Dopo l’ avvio nell’ agosto scorso di una prima fase sperimentale dedicata alle società, il Risparmiometro verrà ora utilizzato anche per le persone fisiche. E ora anche dai militari della Guardia di finanza. In pratica il fisco ficcherà il naso direttamente nei nostri conti correnti, carte di credito, deposito titoli e saprà persino il numero degli accessi alle cassette di sicurezza. Il ragionamento è semplice. Guardando il saldo contabile delle posizioni bancarie e finanziarie dei contribuenti un anno con l’ altro e le spese sostenute per il mantenimento della famiglia, la Finanza è in grado di rilevare se esistono redditi non dichiarati. In pratica il patrimonio detenuto dev’ essere compatibile con le entrate e con le uscite.



I PALETTI
Gli ispettori in ogni caso non possono sparare nel mucchio sperando di cogliere in fallo il maggior numero di persone possibile. Il garante della privacy ha posto paletti molto rigidi per quanto riguarda i dati sensibili. Una prima e ampia scrematura verrà effettuata per evitare il problema della “pesca a strascico” e verranno prese precauzioni per fare in modo che il personale estraneo all’ accertamento possa vedere e utilizzare i dati.
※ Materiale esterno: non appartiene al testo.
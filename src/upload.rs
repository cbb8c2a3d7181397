//! Upload multiplexing: N asynchronous file reads become one binary frame.
//!
//! Metadata is fixed when the batch starts, in call order. Reads complete in
//! any order and are slotted by index; the frame is built once, when the last
//! slot fills, so its layout never depends on completion order.
//!
//! Any failed read, or a read whose length differs from the recorded size,
//! aborts the batch: it is dropped, no frame is ever produced for it, and
//! completions that arrive afterwards are ignored.

use std::collections::HashMap;
use std::path::Path;

use tracing::{debug, warn};
use uuid::Uuid;

use crate::error::{FeedError, Result};
use crate::protocol::{encode_upload_frame, FileMeta, UploadHeader};

/// Name and size of a file on disk. Read synchronously, so a batch's
/// metadata is always in call order.
pub fn file_meta(path: &Path) -> Result<FileMeta> {
    let name = path
        .file_name()
        .map(|n| n.to_string_lossy().into_owned())
        .unwrap_or_else(|| path.display().to_string());
    let metadata = std::fs::metadata(path)?;
    if !metadata.is_file() {
        return Err(FeedError::UploadRead {
            name,
            detail: "not a regular file".into(),
        });
    }
    Ok(FileMeta {
        name,
        size: metadata.len(),
    })
}

#[derive(Debug, Clone)]
pub struct UploadBatch {
    pub id: Uuid,
    pub module: String,
    pub partition_id: u64,
    files: Vec<FileMeta>,
    slots: Vec<Option<Vec<u8>>>,
}

impl UploadBatch {
    fn new(module: &str, partition_id: u64, files: Vec<FileMeta>) -> Self {
        let slots = vec![None; files.len()];
        Self {
            id: Uuid::new_v4(),
            module: module.to_owned(),
            partition_id,
            files,
            slots,
        }
    }

    pub fn files(&self) -> &[FileMeta] {
        &self.files
    }

    pub fn remaining(&self) -> usize {
        self.slots.iter().filter(|s| s.is_none()).count()
    }

    fn frame(&self) -> Result<Vec<u8>> {
        let payloads: Vec<&[u8]> = self.slots.iter().flatten().map(Vec::as_slice).collect();
        let header = UploadHeader::new(self.module.clone(), self.partition_id, self.files.clone());
        encode_upload_frame(&header, &payloads)
    }
}

#[derive(Debug, Default)]
pub struct UploadMultiplexer {
    batches: HashMap<Uuid, UploadBatch>,
}

impl UploadMultiplexer {
    pub fn new() -> Self {
        Self::default()
    }

    /// Register a batch. Returns `None` for an empty file list.
    pub fn begin(&mut self, module: &str, partition_id: u64, files: Vec<FileMeta>) -> Option<Uuid> {
        if files.is_empty() {
            return None;
        }
        let batch = UploadBatch::new(module, partition_id, files);
        let id = batch.id;
        debug!(batch = %id, files = batch.files.len(), partition_id, "upload batch started");
        self.batches.insert(id, batch);
        Some(id)
    }

    pub fn pending(&self) -> usize {
        self.batches.len()
    }

    pub fn batch(&self, id: &Uuid) -> Option<&UploadBatch> {
        self.batches.get(id)
    }

    /// Record the outcome of read `index` of `batch`.
    ///
    /// `Ok(Some(frame))` when this was the last outstanding read, `Ok(None)`
    /// while reads are still pending or when the batch is unknown (already
    /// sent or aborted). An `Err` means the batch was aborted by this read.
    pub fn read_completed(
        &mut self,
        batch_id: Uuid,
        index: usize,
        outcome: std::result::Result<Vec<u8>, String>,
    ) -> Result<Option<Vec<u8>>> {
        let Some(batch) = self.batches.get_mut(&batch_id) else {
            debug!(batch = %batch_id, index, "read for finished or aborted batch ignored");
            return Ok(None);
        };
        let Some(meta) = batch.files.get(index) else {
            return Err(FeedError::UploadRead {
                name: format!("#{index}"),
                detail: "no such file in batch".into(),
            });
        };

        let failure = match outcome {
            Err(detail) => Some(FeedError::UploadRead {
                name: meta.name.clone(),
                detail,
            }),
            Ok(bytes) if bytes.len() as u64 != meta.size => Some(FeedError::UploadSizeMismatch {
                name: meta.name.clone(),
                expected: meta.size,
                actual: bytes.len() as u64,
            }),
            Ok(bytes) => {
                batch.slots[index] = Some(bytes);
                None
            }
        };
        if let Some(err) = failure {
            warn!(batch = %batch_id, error = %err, "upload batch aborted");
            self.batches.remove(&batch_id);
            return Err(err);
        }

        if batch.remaining() > 0 {
            return Ok(None);
        }
        let frame = batch.frame();
        self.batches.remove(&batch_id);
        frame.map(Some)
    }
}
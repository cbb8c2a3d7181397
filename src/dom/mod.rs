//! Document abstraction.
//!
//! The synchronizer never touches HTML itself: it asks a [`Document`] to
//! look elements up by id, splice opaque fragments in at a position, move
//! existing subtrees around, toggle classes and report scroll geometry.
//! [`MemoryDocument`] is the bundled implementation; a live-DOM binding
//! implements the same trait over real elements.

pub mod memory;

pub use memory::MemoryDocument;

use serde::{Deserialize, Serialize};

use crate::error::DomError;

/// Insert-adjacent positions relative to an anchor element.
#[derive(Debug, Clone, Copy, PartialEq, Eq, Serialize, Deserialize)]
#[serde(rename_all = "lowercase")]
pub enum Position {
    /// Sibling immediately before the anchor.
    BeforeBegin,
    /// First child of the anchor.
    AfterBegin,
    /// Last child of the anchor.
    BeforeEnd,
    /// Sibling immediately after the anchor.
    AfterEnd,
}

/// Capabilities the client needs from the page.
///
/// `id` arguments on insertion name the element the fragment renders as;
/// a live-DOM implementation finds it inside the fragment, the in-memory one
/// takes it as given.
pub trait Document {
    /// A subtree detached by [`Document::detach`], ready to be re-attached.
    type Detached;

    fn contains(&self, id: &str) -> bool;

    /// Insert `html` as element `id` at `position` relative to `anchor`.
    fn insert_html(
        &mut self,
        anchor: &str,
        position: Position,
        id: &str,
        html: &str,
    ) -> Result<(), DomError>;

    /// Replace the whole element (outer replacement): content, classes and
    /// children are discarded; id and position are kept.
    fn replace_html(&mut self, id: &str, html: &str) -> Result<(), DomError>;

    /// Replace the element's content and children, keeping its classes.
    fn set_inner_html(&mut self, id: &str, html: &str) -> Result<(), DomError>;

    /// Remove the element and its subtree. Returns whether it existed.
    fn remove(&mut self, id: &str) -> bool;

    /// Ids of the direct child elements, in order.
    fn child_ids(&self, id: &str) -> Vec<String>;

    /// Detach the listed direct children of `parent`, preserving their order
    /// and subtrees. Ids that are not children of `parent` are skipped.
    fn detach(&mut self, parent: &str, children: &[String]) -> Result<Vec<Self::Detached>, DomError>;

    /// Re-attach detached subtrees at `position` relative to `anchor`, in order.
    fn attach(
        &mut self,
        anchor: &str,
        position: Position,
        nodes: Vec<Self::Detached>,
    ) -> Result<(), DomError>;

    fn add_class(&mut self, id: &str, class: &str) -> Result<(), DomError>;
    fn remove_class(&mut self, id: &str, class: &str) -> Result<(), DomError>;
    fn has_class(&self, id: &str, class: &str) -> bool;

    fn focus(&mut self, id: &str) -> Result<(), DomError>;

    /// Current content of the editable region inside `scope`, or `None` when
    /// the scope is gone.
    fn editable_content(&self, scope: &str) -> Option<String>;

    // -- scroll geometry of a scrolling container --

    fn scroll_top(&self, container: &str) -> f64;
    fn set_scroll_top(&mut self, container: &str, top: f64);
    fn scroll_height(&self, container: &str) -> f64;
    fn client_height(&self, container: &str) -> f64;

    /// `(offset from top of scrolled content, height)` of `id` inside `container`.
    fn element_box(&self, container: &str, id: &str) -> Option<(f64, f64)>;

    /// Whether the user is scrolled to (within `tolerance` of) the bottom.
    fn is_pinned_to_bottom(&self, container: &str, tolerance: f64) -> bool {
        let top = self.scroll_top(container);
        top + self.client_height(container) >= self.scroll_height(container) - tolerance
    }

    /// Whether any part of `id` is inside the visible window.
    fn is_in_view(&self, container: &str, id: &str) -> bool {
        let Some((offset, height)) = self.element_box(container, id) else {
            return false;
        };
        let top = self.scroll_top(container);
        let bottom = top + self.client_height(container);
        offset < bottom && offset + height > top
    }

    /// Scroll the least distance that brings `id` into view; no-op when it is
    /// already visible. Returns whether the scroll position changed.
    fn scroll_into_view(&mut self, container: &str, id: &str) -> bool {
        if self.is_in_view(container, id) {
            return false;
        }
        let Some((offset, height)) = self.element_box(container, id) else {
            return false;
        };
        let top = self.scroll_top(container);
        let target = if offset < top {
            offset
        } else {
            offset + height - self.client_height(container)
        };
        self.set_scroll_top(container, target);
        true
    }

    fn scroll_to_bottom(&mut self, container: &str) {
        let height = self.scroll_height(container);
        self.set_scroll_top(container, height);
    }
}

/// Ids of `id` and every element below it, depth first.
pub fn subtree_ids<D: Document + ?Sized>(doc: &D, id: &str) -> Vec<String> {
    let mut out = Vec::new();
    let mut stack = vec![id.to_owned()];
    while let Some(next) = stack.pop() {
        let children = doc.child_ids(&next);
        out.push(next);
        stack.extend(children.into_iter().rev());
    }
    out
}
Il primo test che riguarda i privati prenderà in esame il patrimonio degli anni 2014 e 2015 (non ancora prescritti) di una precisa lista di persone fisiche ad alto potenziale di rischio, dal punto di vista delle Entrate. Una volta accertata la sospetta evasione, ci sarà un ampio contraddittorio in cui il contribuente potrà esporre le proprie ragioni. Se non saranno ritenute sufficienti, l’ Agenzia, per evitare l’ accertamento vero e proprio, darà la possibilità di chiudere il contenzioso con il ravvedimento operoso con sanzioni ridotte. Visto che il Risparmiometro confronta le spese effettuate durante un anno con le entrate e fa la tara con la liquidità, i risparmi e le polizze assicurative, sembra davvero difficile ora farla franca al fisco. A meno che non si tratti di evasori totali, senza conti correnti, che utilizzano esclusivamente i contanti per tutte le spese. Oggi come oggi, un caso piuttosto raro.